Segundo Erthal (1989, p. 95), a tarefa do psicoterapeuta na terapia vivencial é ser-com-o outro. Desse modo, o terapeuta vai ao e de encontro ao cliente, numa troca, que inicialmente serve como modelo para o cliente e, posteriormente, o impulsiona a romper com suas estruturas cristalizadas. Arriscando na relação junto ao terapeuta, o cliente permite generalizar esta situação para outras formas de relação interpessoal. “[…] É neste estar-junto-a que a pessoa se sente capaz de crescer como quer existir, fazendo com que se volte mais para si mesma, transformando suas percepções simples do mundo em conscientizações autênticas do mesmo” (ERTHAL, 1989, p. 95).
Nos encontros finais, ao retornarem das férias, os adolescentes se depararam com a probabilidade de continuarem a psicoterapia, porém, a partir de novas circunstâncias (horário, dia e número de pessoas). Diante da situação, foram unânimes ao questionarem se o grupo iria permanecer no processo. Da questão, uma afirmativa pôde ser pensada: que o encontro, neste caso, do grupo e com o grupo, trouxe um sentido para cada um e esse pode ser ilustrado pelos dizeres do poeta Vinícius quando afirma que: “A vida é a arte do encontro embora haja tantos desencontros pela vida”.
Embora o desencontro final tenha ocasionado o término do grupo, espero, sinceramente, que o encontro ocorrido na relação psicoterapêutica tenha recriado e permitido a esses jovens um encontro na vida.
REFERÊNCIAS
ARTE, ENCONTRO E DESENCONTRO. In: HOUAISS, Antônio e VILLAR, Mauro de Salles. Dicionário da língua portuguesa. Rio de Janeiro: Objetiva, 2004.

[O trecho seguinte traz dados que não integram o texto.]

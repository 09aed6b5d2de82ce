#![forbid(unsafe_code)]

use std::fmt;
use std::sync::Arc;

use crate::error::{LogicError, Result};
use crate::symbol::Symbol;
use crate::term::{check_args, render_application, Term};

const INDENT_STEP: usize = 3;

#[derive(Clone, Debug, PartialEq, Eq)]
pub enum FormulaKind {
    Equality(Term, Term),
    Disequality(Term, Term),
    Predicate { symbol: Arc<Symbol>, args: Vec<Term> },
    Negation(Box<Formula>),
    Implication(Box<Formula>, Box<Formula>),
    Conjunction(Vec<Formula>),
    Disjunction(Vec<Formula>),
    Universal { vars: Vec<Arc<Symbol>>, body: Box<Formula> },
    Existential { vars: Vec<Arc<Symbol>>, body: Box<Formula> },
}

/// An immutable formula tree with an optional provenance label.
///
/// The label is carried into the solver text as a comment and never takes
/// part in equality.
#[derive(Clone, Debug)]
pub struct Formula {
    kind: FormulaKind,
    label: Option<String>,
}

impl PartialEq for Formula {
    fn eq(&self, other: &Self) -> bool {
        self.kind == other.kind
    }
}

impl Eq for Formula {}

impl From<FormulaKind> for Formula {
    fn from(kind: FormulaKind) -> Self {
        Formula { kind, label: None }
    }
}

fn same_sort(context: &str, lhs: &Term, rhs: &Term) -> Result<()> {
    if lhs.sort() != rhs.sort() {
        return Err(LogicError::SortMismatch {
            context: context.to_string(),
            expected: lhs.sort().name.clone(),
            found: rhs.sort().name.clone(),
        });
    }
    Ok(())
}

impl Formula {
    pub fn equality(lhs: Term, rhs: Term) -> Result<Formula> {
        same_sort("equality", &lhs, &rhs)?;
        Ok(FormulaKind::Equality(lhs, rhs).into())
    }

    pub fn disequality(lhs: Term, rhs: Term) -> Result<Formula> {
        same_sort("disequality", &lhs, &rhs)?;
        Ok(FormulaKind::Disequality(lhs, rhs).into())
    }

    pub fn predicate(symbol: &Arc<Symbol>, args: Vec<Term>) -> Result<Formula> {
        if !symbol.is_predicate() {
            return Err(LogicError::NotAPredicate(symbol.name.clone()));
        }
        check_args(symbol, &args)?;
        Ok(FormulaKind::Predicate {
            symbol: Arc::clone(symbol),
            args,
        }
        .into())
    }

    pub fn negation(inner: Formula) -> Formula {
        FormulaKind::Negation(Box::new(inner)).into()
    }

    pub fn implication(premise: Formula, conclusion: Formula) -> Formula {
        FormulaKind::Implication(Box::new(premise), Box::new(conclusion)).into()
    }

    /// Empty conjunction is `true`.
    pub fn conjunction(conjuncts: Vec<Formula>) -> Formula {
        FormulaKind::Conjunction(conjuncts).into()
    }

    /// Empty disjunction is `false`.
    pub fn disjunction(disjuncts: Vec<Formula>) -> Formula {
        FormulaKind::Disjunction(disjuncts).into()
    }

    pub fn universal(vars: Vec<Arc<Symbol>>, body: Formula) -> Result<Formula> {
        if vars.is_empty() {
            return Err(LogicError::EmptyQuantifier);
        }
        Ok(FormulaKind::Universal {
            vars,
            body: Box::new(body),
        }
        .into())
    }

    pub fn existential(vars: Vec<Arc<Symbol>>, body: Formula) -> Result<Formula> {
        if vars.is_empty() {
            return Err(LogicError::EmptyQuantifier);
        }
        Ok(FormulaKind::Existential {
            vars,
            body: Box::new(body),
        }
        .into())
    }

    pub fn with_label(mut self, label: impl Into<String>) -> Formula {
        self.label = Some(label.into());
        self
    }

    pub fn kind(&self) -> &FormulaKind {
        &self.kind
    }

    pub fn label(&self) -> Option<&str> {
        self.label.as_deref()
    }

    /// Pre-order walk over this formula and all its sub-formulas.
    pub fn walk<'a>(&'a self, f: &mut impl FnMut(&'a Formula)) {
        f(self);
        match &self.kind {
            FormulaKind::Equality(..)
            | FormulaKind::Disequality(..)
            | FormulaKind::Predicate { .. } => {}
            FormulaKind::Negation(inner) => inner.walk(f),
            FormulaKind::Implication(premise, conclusion) => {
                premise.walk(f);
                conclusion.walk(f);
            }
            FormulaKind::Conjunction(parts) | FormulaKind::Disjunction(parts) => {
                for part in parts {
                    part.walk(f);
                }
            }
            FormulaKind::Universal { body, .. } | FormulaKind::Existential { body, .. } => {
                body.walk(f)
            }
        }
    }

    /// True if some quantifier binds a name that an enclosing quantifier
    /// already binds, or if a declared symbol under a quantifier has the
    /// name of one of its binders.
    pub fn has_name_capture(&self) -> bool {
        fn applies(term: &Term, bound: &[&str]) -> bool {
            match term {
                Term::Var(_) => false,
                Term::App { symbol, args } => {
                    bound.contains(&symbol.smtlib_name()) || args.iter().any(|a| applies(a, bound))
                }
            }
        }

        fn go<'a>(f: &'a Formula, bound: &mut Vec<&'a str>) -> bool {
            match &f.kind {
                FormulaKind::Equality(lhs, rhs) | FormulaKind::Disequality(lhs, rhs) => {
                    applies(lhs, bound) || applies(rhs, bound)
                }
                FormulaKind::Predicate { symbol, args } => {
                    bound.contains(&symbol.smtlib_name()) || args.iter().any(|a| applies(a, bound))
                }
                FormulaKind::Negation(inner) => go(inner, bound),
                FormulaKind::Implication(premise, conclusion) => {
                    go(premise, bound) || go(conclusion, bound)
                }
                FormulaKind::Conjunction(parts) | FormulaKind::Disjunction(parts) => {
                    parts.iter().any(|p| go(p, bound))
                }
                FormulaKind::Universal { vars, body } | FormulaKind::Existential { vars, body } => {
                    if vars.iter().any(|v| bound.contains(&v.name.as_str())) {
                        return true;
                    }
                    let depth = bound.len();
                    bound.extend(vars.iter().map(|v| v.name.as_str()));
                    let shadowed = go(body, bound);
                    bound.truncate(depth);
                    shadowed
                }
            }
        }
        go(self, &mut Vec::new())
    }

    pub fn to_smtlib(&self, indent: usize) -> String {
        let mut out = String::new();
        self.write_smtlib(&mut out, indent);
        out
    }

    fn write_smtlib(&self, out: &mut String, indent: usize) {
        let pad = " ".repeat(indent);
        if let Some(label) = &self.label {
            for line in label.lines() {
                out.push_str(&pad);
                out.push_str("; ");
                out.push_str(line);
                out.push('\n');
            }
        }

        match &self.kind {
            FormulaKind::Equality(lhs, rhs) => {
                out.push_str(&format!("{pad}(= {} {})", lhs.to_smtlib(), rhs.to_smtlib()));
            }
            FormulaKind::Disequality(lhs, rhs) => {
                out.push_str(&format!(
                    "{pad}(not (= {} {}))",
                    lhs.to_smtlib(),
                    rhs.to_smtlib()
                ));
            }
            FormulaKind::Predicate { symbol, args } => {
                out.push_str(&pad);
                out.push_str(&render_application(symbol, args));
            }
            FormulaKind::Negation(inner) => {
                write_node(out, &pad, "not", std::slice::from_ref(inner.as_ref()), indent);
            }
            FormulaKind::Implication(premise, conclusion) => {
                out.push_str(&pad);
                out.push_str("(=>\n");
                premise.write_smtlib(out, indent + INDENT_STEP);
                out.push('\n');
                conclusion.write_smtlib(out, indent + INDENT_STEP);
                out.push('\n');
                out.push_str(&pad);
                out.push(')');
            }
            FormulaKind::Conjunction(parts) => {
                write_connective(out, &pad, "and", "true", parts, indent)
            }
            FormulaKind::Disjunction(parts) => {
                write_connective(out, &pad, "or", "false", parts, indent)
            }
            FormulaKind::Universal { vars, body } => {
                write_quantifier(out, &pad, "forall", vars, body, indent)
            }
            FormulaKind::Existential { vars, body } => {
                write_quantifier(out, &pad, "exists", vars, body, indent)
            }
        }
    }
}

fn write_node(out: &mut String, pad: &str, op: &str, children: &[Formula], indent: usize) {
    out.push_str(pad);
    out.push('(');
    out.push_str(op);
    out.push('\n');
    for child in children {
        child.write_smtlib(out, indent + INDENT_STEP);
        out.push('\n');
    }
    out.push_str(pad);
    out.push(')');
}

fn write_connective(
    out: &mut String,
    pad: &str,
    op: &str,
    unit: &str,
    parts: &[Formula],
    indent: usize,
) {
    match parts {
        [] => {
            out.push_str(pad);
            out.push_str(unit);
        }
        [single] => single.write_smtlib(out, indent),
        _ => write_node(out, pad, op, parts, indent),
    }
}

fn write_quantifier(
    out: &mut String,
    pad: &str,
    quantifier: &str,
    vars: &[Arc<Symbol>],
    body: &Formula,
    indent: usize,
) {
    let binders = vars
        .iter()
        .map(|v| format!("({} {})", v.name, v.range))
        .collect::<String>();
    out.push_str(&format!("{pad}({quantifier} ({binders})\n"));
    body.write_smtlib(out, indent + INDENT_STEP);
    out.push('\n');
    out.push_str(pad);
    out.push(')');
}

impl fmt::Display for Formula {
    fn fmt(&self, f: &mut fmt::Formatter<'_>) -> fmt::Result {
        f.write_str(&self.to_smtlib(0))
    }
}

#[cfg(test)]
mod tests {
    use super::*;
    use crate::Registry;

    fn int_const(reg: &Registry, name: &str) -> Term {
        let s = reg
            .fetch_or_declare_symbol(name, Vec::new(), reg.int_sort(), false)
            .unwrap();
        Term::constant(&s).unwrap()
    }

    #[test]
    fn equality_rejects_mixed_sorts() {
        let reg = Registry::new();
        let zero = reg
            .fetch_or_declare_symbol("l0", Vec::new(), reg.time_sort(), false)
            .unwrap();
        let err =
            Formula::equality(int_const(&reg, "x"), Term::constant(&zero).unwrap()).unwrap_err();
        assert!(matches!(err, LogicError::SortMismatch { .. }));
    }

    #[test]
    fn predicate_requires_bool_range() {
        let reg = Registry::new();
        let f = reg
            .fetch_or_declare_symbol("f", Vec::new(), reg.int_sort(), false)
            .unwrap();
        assert!(matches!(
            Formula::predicate(&f, Vec::new()),
            Err(LogicError::NotAPredicate(name)) if name == "f"
        ));
    }

    #[test]
    fn quantifier_needs_a_binder() {
        let f = Formula::conjunction(Vec::new());
        assert!(matches!(Formula::universal(Vec::new(), f), Err(LogicError::EmptyQuantifier)));
    }

    #[test]
    fn labels_do_not_affect_equality() {
        let reg = Registry::new();
        let eq = Formula::equality(int_const(&reg, "x"), int_const(&reg, "y")).unwrap();
        assert_eq!(eq.clone().with_label("first"), eq.with_label("second"));
    }

    #[test]
    fn empty_connectives_render_as_units() {
        assert_eq!(Formula::conjunction(Vec::new()).to_smtlib(0), "true");
        assert_eq!(Formula::disjunction(Vec::new()).to_smtlib(2), "  false");
    }

    #[test]
    fn renders_labelled_quantifier() {
        let reg = Registry::new();
        let pos = Symbol::variable("pos", reg.int_sort());
        let body = Formula::disequality(Term::var(&pos), int_const(&reg, "x")).unwrap();
        let f = Formula::universal(vec![pos], body).unwrap().with_label("frame");
        assert_eq!(
            f.to_smtlib(0),
            "; frame\n(forall ((pos Int))\n   (not (= pos x))\n)"
        );
    }

    #[test]
    fn detects_declared_symbols_named_like_a_binder() {
        let reg = Registry::new();
        let pos = Symbol::variable("pos", reg.int_sort());
        let body = Formula::disequality(Term::var(&pos), int_const(&reg, "pos")).unwrap();
        assert!(!body.has_name_capture());
        assert!(Formula::universal(vec![Arc::clone(&pos)], body).unwrap().has_name_capture());

        let apart = Formula::disequality(Term::var(&pos), int_const(&reg, "k")).unwrap();
        assert!(!Formula::universal(vec![pos], apart).unwrap().has_name_capture());
    }

    #[test]
    fn existential_renders_and_compares_structurally() {
        let reg = Registry::new();
        let k = Symbol::variable("k", reg.int_sort());
        let body = Formula::equality(Term::var(&k), int_const(&reg, "x")).unwrap();
        let f = Formula::existential(vec![Arc::clone(&k)], body.clone()).unwrap();
        assert_eq!(f.to_smtlib(0), "(exists ((k Int))\n   (= k x)\n)");
        assert_ne!(f, Formula::universal(vec![k], body).unwrap());
        assert!(matches!(
            Formula::existential(Vec::new(), Formula::conjunction(Vec::new())),
            Err(LogicError::EmptyQuantifier)
        ));
    }

    #[test]
    fn detects_shadowed_binders() {
        let reg = Registry::new();
        let pos = Symbol::variable("pos", reg.int_sort());
        let eq = Formula::equality(Term::var(&pos), int_const(&reg, "x")).unwrap();
        let inner = Formula::universal(vec![Arc::clone(&pos)], eq.clone()).unwrap();

        let siblings = Formula::conjunction(vec![inner.clone(), inner.clone()]);
        assert!(!siblings.has_name_capture());

        let nested = Formula::universal(vec![pos], inner).unwrap();
        assert!(nested.has_name_capture());
    }

    #[test]
    fn walk_visits_every_node() {
        let reg = Registry::new();
        let eq = Formula::equality(int_const(&reg, "x"), int_const(&reg, "y")).unwrap();
        let f = Formula::implication(Formula::negation(eq.clone()), Formula::conjunction(vec![eq]));
        let mut count = 0;
        f.walk(&mut |_| count += 1);
        assert_eq!(count, 5);
    }
}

AUGRAS, Monique. O ser da compreensão: fenomenologia da situação de psicodiagnóstico. Petrópolis: Vozes, 1978.
CARRENTO, Esther Gomes de Lima. Encontro. Disponível em:<http://www.encontroacp.psc.br/encontro.htm>. Acesso em: 15 maio 2008.
ERTHAL, Tereza Cristina Saldanha. Terapia vivencial: uma abordagem existencial em psicoterapia. Petrópolis: Vozes, 1989.
NOTA DE RODAPÉ
[i]Aluna do curso de Psicologia do Centro Universitário Newton Paiva do estágio supervisionado pela professora Raquel Neto.